Task goal
Only lines containing "RecordSpec" are wanted from the data below. Copy those lines.

Material supplied
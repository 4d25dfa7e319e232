//! Shared test utilities for the installer crate.
//!
//! Provides in-memory fakes for every collaborator trait together with
//! builders for real manifest JSON and SDK archives.

use crate::cache::{CacheError, ToolCache, cache_key};
use crate::publish::{PublishError, Publisher};
use crate::release::download::{DownloadError, ReleaseSource};
use crate::reporter::{InstallEvent, Reporter};
use std::cell::RefCell;
use std::collections::HashMap;
use std::fs;
use std::io::{Cursor, Write};
use std::path::{Path, PathBuf};

/// Reporter that records every event it receives.
#[derive(Debug, Default)]
pub struct RecordingReporter {
    events: RefCell<Vec<InstallEvent>>,
}

impl RecordingReporter {
    /// A copy of the events reported so far.
    pub fn events(&self) -> Vec<InstallEvent> {
        self.events.borrow().clone()
    }
}

impl Reporter for RecordingReporter {
    fn report(&self, event: &InstallEvent) {
        self.events.borrow_mut().push(event.clone());
    }
}

/// Release source serving a canned manifest and archives keyed by URL.
#[derive(Debug, Default)]
pub struct FakeReleaseSource {
    manifest: Option<String>,
    archives: HashMap<String, Vec<u8>>,
    manifest_requests: RefCell<Vec<String>>,
    downloads: RefCell<Vec<String>>,
}

impl FakeReleaseSource {
    /// A source whose manifest request fails with [`DownloadError::NotFound`].
    pub fn unavailable() -> Self {
        Self::default()
    }

    /// A source serving `manifest` for every manifest URL.
    pub fn with_manifest(manifest: impl Into<String>) -> Self {
        Self {
            manifest: Some(manifest.into()),
            ..Self::default()
        }
    }

    /// Serve `bytes` for downloads of `url`.
    #[must_use]
    pub fn with_archive(mut self, url: impl Into<String>, bytes: Vec<u8>) -> Self {
        self.archives.insert(url.into(), bytes);
        self
    }

    /// Manifest URLs requested so far.
    pub fn manifest_requests(&self) -> Vec<String> {
        self.manifest_requests.borrow().clone()
    }

    /// Archive URLs downloaded so far.
    pub fn downloads(&self) -> Vec<String> {
        self.downloads.borrow().clone()
    }
}

impl ReleaseSource for FakeReleaseSource {
    fn fetch_manifest(&self, url: &str) -> Result<String, DownloadError> {
        self.manifest_requests.borrow_mut().push(url.to_owned());
        self.manifest.clone().ok_or_else(|| DownloadError::NotFound {
            url: url.to_owned(),
        })
    }

    fn download_archive(&self, url: &str, dest: &Path) -> Result<(), DownloadError> {
        self.downloads.borrow_mut().push(url.to_owned());
        let bytes = self.archives.get(url).ok_or_else(|| DownloadError::NotFound {
            url: url.to_owned(),
        })?;
        fs::write(dest, bytes)?;
        Ok(())
    }
}

/// Tool cache holding entries in memory.
///
/// Storing an entry records the source directory as the cached path without
/// moving it.
#[derive(Debug, Default)]
pub struct MemoryToolCache {
    entries: RefCell<HashMap<(String, String), PathBuf>>,
}

impl MemoryToolCache {
    /// Pre-populate an entry for `(tool, version)`.
    #[must_use]
    pub fn with_entry(self, tool: &str, version: &str, path: impl Into<PathBuf>) -> Self {
        self.entries
            .borrow_mut()
            .insert((tool.to_owned(), version.to_owned()), path.into());
        self
    }

    /// Number of stored entries.
    pub fn len(&self) -> usize {
        self.entries.borrow().len()
    }

    /// Whether no entries are stored.
    pub fn is_empty(&self) -> bool {
        self.entries.borrow().is_empty()
    }
}

impl ToolCache for MemoryToolCache {
    fn find(&self, tool: &str, version: &str) -> Option<PathBuf> {
        let version = cache_key(version).ok()?;
        self.entries
            .borrow()
            .get(&(tool.to_owned(), version))
            .cloned()
    }

    fn cache_dir(&self, source: &Path, tool: &str, version: &str) -> Result<PathBuf, CacheError> {
        let version = cache_key(version)?;
        self.entries
            .borrow_mut()
            .insert((tool.to_owned(), version), source.to_path_buf());
        Ok(source.to_path_buf())
    }
}

/// Publisher that records exports and search path additions.
#[derive(Debug, Default)]
pub struct RecordingPublisher {
    /// Exported `(name, value)` pairs in call order.
    pub variables: Vec<(String, String)>,
    /// Search path additions in call order.
    pub paths: Vec<PathBuf>,
}

impl Publisher for RecordingPublisher {
    fn export_variable(&mut self, name: &str, value: &str) -> Result<(), PublishError> {
        self.variables.push((name.to_owned(), value.to_owned()));
        Ok(())
    }

    fn add_path(&mut self, dir: &Path) -> Result<(), PublishError> {
        self.paths.push(dir.to_path_buf());
        Ok(())
    }
}

/// A manifest record for [`release_manifest_json`]:
/// `(hash, channel, version, archive)`.
pub type RecordSpec<'a> = (&'a str, &'a str, &'a str, &'a str);

/// Build release manifest JSON from `(channel, hash)` current releases and
/// record tuples.
pub fn release_manifest_json(current: &[(&str, &str)], releases: &[RecordSpec<'_>]) -> String {
    let current_release: serde_json::Map<String, serde_json::Value> = current
        .iter()
        .map(|(channel, hash)| ((*channel).to_owned(), serde_json::json!(hash)))
        .collect();
    let releases: Vec<serde_json::Value> = releases
        .iter()
        .map(|(hash, channel, version, archive)| {
            serde_json::json!({
                "hash": hash,
                "channel": channel,
                "version": version,
                "release_date": "2021-09-08T00:00:00.000Z",
                "archive": archive,
                "sha256": "0000",
            })
        })
        .collect();
    serde_json::json!({
        "base_url": "https://storage.googleapis.com/flutter_infra/releases",
        "current_release": current_release,
        "releases": releases,
    })
    .to_string()
}

const LAUNCHER: &[u8] = b"#!/bin/sh\necho flutter\n";
const DART: &[u8] = b"#!/bin/sh\necho dart\n";
const VERSION: &[u8] = b"2.5.0\n";

/// Files in a minimal SDK tree: `(relative path, contents)`.
fn sdk_files(top: &str) -> [(String, &'static [u8]); 3] {
    [
        (format!("{top}/bin/flutter"), LAUNCHER),
        (format!("{top}/bin/cache/dart-sdk/bin/dart"), DART),
        (format!("{top}/version"), VERSION),
    ]
}

/// Relative link from `{top}/bin/dart` into the bundled Dart SDK.
const DART_LINK_TARGET: &str = "cache/dart-sdk/bin/dart";

fn sdk_dart_link(top: &str) -> String {
    format!("{top}/bin/dart")
}

fn sdk_dirs(top: &str) -> [String; 5] {
    [
        format!("{top}/"),
        format!("{top}/bin/"),
        format!("{top}/bin/cache/"),
        format!("{top}/bin/cache/dart-sdk/"),
        format!("{top}/bin/cache/dart-sdk/bin/"),
    ]
}

/// Build a zip archive containing a minimal SDK tree under `top`.
///
/// # Panics
///
/// Panics if the archive cannot be assembled.
pub fn sdk_zip_bytes(top: &str) -> Vec<u8> {
    use zip::write::SimpleFileOptions;

    let mut writer = zip::ZipWriter::new(Cursor::new(Vec::new()));
    for dir in sdk_dirs(top) {
        writer
            .add_directory(dir, SimpleFileOptions::default().unix_permissions(0o755))
            .expect("add directory");
    }
    for (path, contents) in sdk_files(top) {
        writer
            .start_file(path, SimpleFileOptions::default().unix_permissions(0o755))
            .expect("start file");
        writer.write_all(contents).expect("write file");
    }
    writer
        .add_symlink(sdk_dart_link(top), DART_LINK_TARGET, SimpleFileOptions::default())
        .expect("add symlink");
    writer.finish().expect("finish zip").into_inner()
}

/// Build an XZ-compressed tarball containing a minimal SDK tree under `top`.
///
/// # Panics
///
/// Panics if the archive cannot be assembled.
pub fn sdk_tar_xz_bytes(top: &str) -> Vec<u8> {
    let encoder = xz2::write::XzEncoder::new(Vec::new(), 6);
    let mut builder = tar::Builder::new(encoder);
    for dir in sdk_dirs(top) {
        let mut header = tar::Header::new_gnu();
        header.set_entry_type(tar::EntryType::Directory);
        header.set_mode(0o755);
        header.set_size(0);
        builder
            .append_data(&mut header, dir, std::io::empty())
            .expect("append directory");
    }
    for (path, contents) in sdk_files(top) {
        let mut header = tar::Header::new_gnu();
        header.set_entry_type(tar::EntryType::Regular);
        header.set_mode(0o755);
        header.set_size(contents.len() as u64);
        builder
            .append_data(&mut header, path, contents)
            .expect("append file");
    }
    let mut header = tar::Header::new_gnu();
    header.set_entry_type(tar::EntryType::Symlink);
    header.set_mode(0o777);
    header.set_size(0);
    builder
        .append_link(&mut header, sdk_dart_link(top), DART_LINK_TARGET)
        .expect("append symlink");
    builder
        .into_inner()
        .expect("finish tar")
        .finish()
        .expect("finish xz")
}

/// Write [`sdk_zip_bytes`] to `path`.
///
/// # Panics
///
/// Panics if the file cannot be written.
pub fn write_sdk_zip(path: &Path, top: &str) {
    fs::write(path, sdk_zip_bytes(top)).expect("write zip");
}

/// Write [`sdk_tar_xz_bytes`] to `path`.
///
/// # Panics
///
/// Panics if the file cannot be written.
pub fn write_sdk_tar_xz(path: &Path, top: &str) {
    fs::write(path, sdk_tar_xz_bytes(top)).expect("write tar.xz");
}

Solution for this task
pub type RecordSpec<'a> = (&'a str, &'a str, &'a str, &'a str);
pub fn release_manifest_json(current: &[(&str, &str)], releases: &[RecordSpec<'_>]) -> String {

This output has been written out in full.